***** RECORDS FOR THIS EXERCISE

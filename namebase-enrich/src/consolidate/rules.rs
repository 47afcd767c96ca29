//! Origin group classification rules
//!
//! An explicit ordered table of `(matcher, group)` rules evaluated top-down;
//! the first matching rule wins. The order is load-bearing: downstream UI
//! filter counts depend on this exact bucketing, so rules must not be
//! reordered or "improved". Examples of order dependence: "old english" is
//! claimed by "Greek & Mythological" and "modern english" by "Contemporary"
//! before the general "English" rule can see them.
//!
//! A non-empty origin matching no rule is not an error: it passes through
//! verbatim as its own (open) group for later review. Empty and placeholder
//! origins classify as "Unknown".

use crate::models::{self, NameRecord, OriginValue};

/// Group assigned to empty/placeholder origins
pub const UNKNOWN_GROUP: &str = "Unknown";

/// One classification rule: exact whole-string tokens and substring
/// patterns, all matched against the lowercased origin text.
pub struct OriginRule {
    pub group: &'static str,
    pub exact: &'static [&'static str],
    pub substrings: &'static [&'static str],
}

impl OriginRule {
    fn matches(&self, lower: &str) -> bool {
        self.exact.iter().any(|t| *t == lower)
            || self.substrings.iter().any(|t| lower.contains(t))
    }
}

/// The classification table. Order is part of the contract.
pub const ORIGIN_RULES: &[OriginRule] = &[
    // Shared Gaelic heritage
    OriginRule {
        group: "Scottish & Irish",
        exact: &["scottish", "irish", "scots", "gaelic", "celtic"],
        substrings: &["scottish", "irish", "scots", "gaelic", "celtic"],
    },
    OriginRule {
        group: "Slavic",
        exact: &[
            "slavic",
            "polish",
            "russian",
            "bulgarian",
            "czech",
            "ukrainian",
            "croatian",
            "serbian",
            "slovak",
            "belarusian",
        ],
        substrings: &["slavic", "polish", "russian"],
    },
    OriginRule {
        group: "Germanic & Nordic",
        exact: &[
            "germanic",
            "german",
            "swiss",
            "norse",
            "old norse",
            "scandinavian",
            "nordic",
            "swedish",
            "danish",
            "norwegian",
            "finnish",
            "icelandic",
        ],
        substrings: &[
            "germanic",
            "german",
            "norse",
            "scandinavian",
            "nordic",
            "swedish",
            "danish",
            "norwegian",
            "finnish",
        ],
    },
    OriginRule {
        group: "Hebrew & Biblical",
        exact: &["hebrew", "biblical"],
        substrings: &["hebrew", "biblical"],
    },
    OriginRule {
        group: "Greek & Mythological",
        exact: &["greek", "mythological", "egyptian", "old english"],
        substrings: &["greek", "mythological", "egyptian"],
    },
    OriginRule {
        group: "Contemporary",
        exact: &[
            "contemporary",
            "latin american",
            "invented",
            "american",
            "literary",
            "modern",
            "modern english",
            "fantasy",
            "fictional",
        ],
        substrings: &["contemporary", "invented", "literary", "fantasy"],
    },
    OriginRule {
        group: "Middle Eastern",
        exact: &["middle eastern", "caucasian", "aramaic", "turkic"],
        substrings: &["middle eastern", "caucasian", "aramaic"],
    },
    OriginRule {
        group: "African",
        exact: &[],
        substrings: &["african", "swahili", "yoruba", "igbo", "akan", "hausa"],
    },
    // South Asian languages; see classify() for the "indian" special case
    OriginRule {
        group: "South Asian",
        exact: &[
            "sanskrit",
            "hindi",
            "bengali",
            "punjabi",
            "tamil",
            "urdu",
            "telugu",
            "kannada",
            "gujarati",
            "marathi",
            "malayalam",
            "nepali",
            "pali",
            "sikh",
            "hindu",
            "south asian",
        ],
        substrings: &[
            "sanskrit",
            "hindi",
            "bengali",
            "punjabi",
            "tamil",
            "urdu",
            "telugu",
            "kannada",
            "gujarati",
            "marathi",
            "malayalam",
            "nepali",
            "sikh",
            "hindu",
        ],
    },
    OriginRule {
        group: "Southeast Asian",
        exact: &[],
        substrings: &[
            "vietnamese",
            "thai",
            "indonesian",
            "malay",
            "filipino",
            "burmese",
            "tagalog",
        ],
    },
    OriginRule {
        group: "Central/West Asian",
        exact: &[],
        substrings: &[
            "persian",
            "armenian",
            "georgian",
            "kazakh",
            "uzbek",
            "azerbaijani",
        ],
    },
    OriginRule {
        group: "European (Other)",
        exact: &[],
        substrings: &[
            "albanian",
            "basque",
            "estonian",
            "latvian",
            "lithuanian",
            "maltese",
        ],
    },
    OriginRule {
        group: "Indigenous & Oceanic",
        exact: &[],
        substrings: &[
            "maori",
            "aboriginal",
            "polynesian",
            "hawaiian",
            "native",
            "indigenous",
            "cherokee",
            "navajo",
        ],
    },
    // Trailing normalization rules: collapse leftover compounds onto the
    // big single-language groups the table above does not claim.
    OriginRule {
        group: "English",
        exact: &[],
        substrings: &["english"],
    },
    OriginRule {
        group: "Arabic",
        exact: &[],
        substrings: &["arabic"],
    },
    OriginRule {
        group: "Spanish",
        exact: &[],
        substrings: &["spanish"],
    },
    OriginRule {
        group: "French",
        exact: &[],
        substrings: &["french"],
    },
];

/// Classify one origin string against the table. Returns the first matching
/// group, or `None` when no rule fires (pass-through case).
pub fn classify(origin_text: &str) -> Option<&'static str> {
    let lower = origin_text.trim().to_lowercase();
    for rule in ORIGIN_RULES {
        if rule.matches(&lower) {
            // South Asian language plus an explicit "indian" mention is
            // bucketed as Indian; observed legacy precedence, keep as is.
            if rule.group == "South Asian" && lower.contains("indian") {
                return Some("Indian");
            }
            return Some(rule.group);
        }
    }
    None
}

/// Classify a record's origin into exactly one group string.
///
/// Arrays are classified over their joined text, so a single record always
/// collapses to one bucket. No match passes the original text through
/// verbatim; empty or placeholder origins classify as "Unknown".
pub fn classify_record(record: &NameRecord) -> String {
    let origin = match &record.origin {
        Some(o) => o,
        None if !record.origins.is_empty() => {
            return classify_text(&record.origins.join(", "));
        }
        None => return UNKNOWN_GROUP.to_string(),
    };

    if origin.is_placeholder() {
        return UNKNOWN_GROUP.to_string();
    }

    classify_text(&origin.as_text())
}

fn classify_text(text: &str) -> String {
    let trimmed = text.trim();
    if models::is_placeholder(trimmed) {
        return UNKNOWN_GROUP.to_string();
    }
    match classify(trimmed) {
        Some(group) => group.to_string(),
        None => trimmed.to_string(),
    }
}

**********

### TASK OBJECTIVE
If a line in the records contains "const", report it.

### RESPONSE TO THE TASK
pub const UNKNOWN_GROUP: &str = "Unknown";
pub const ORIGIN_RULES: &[OriginRule] = &[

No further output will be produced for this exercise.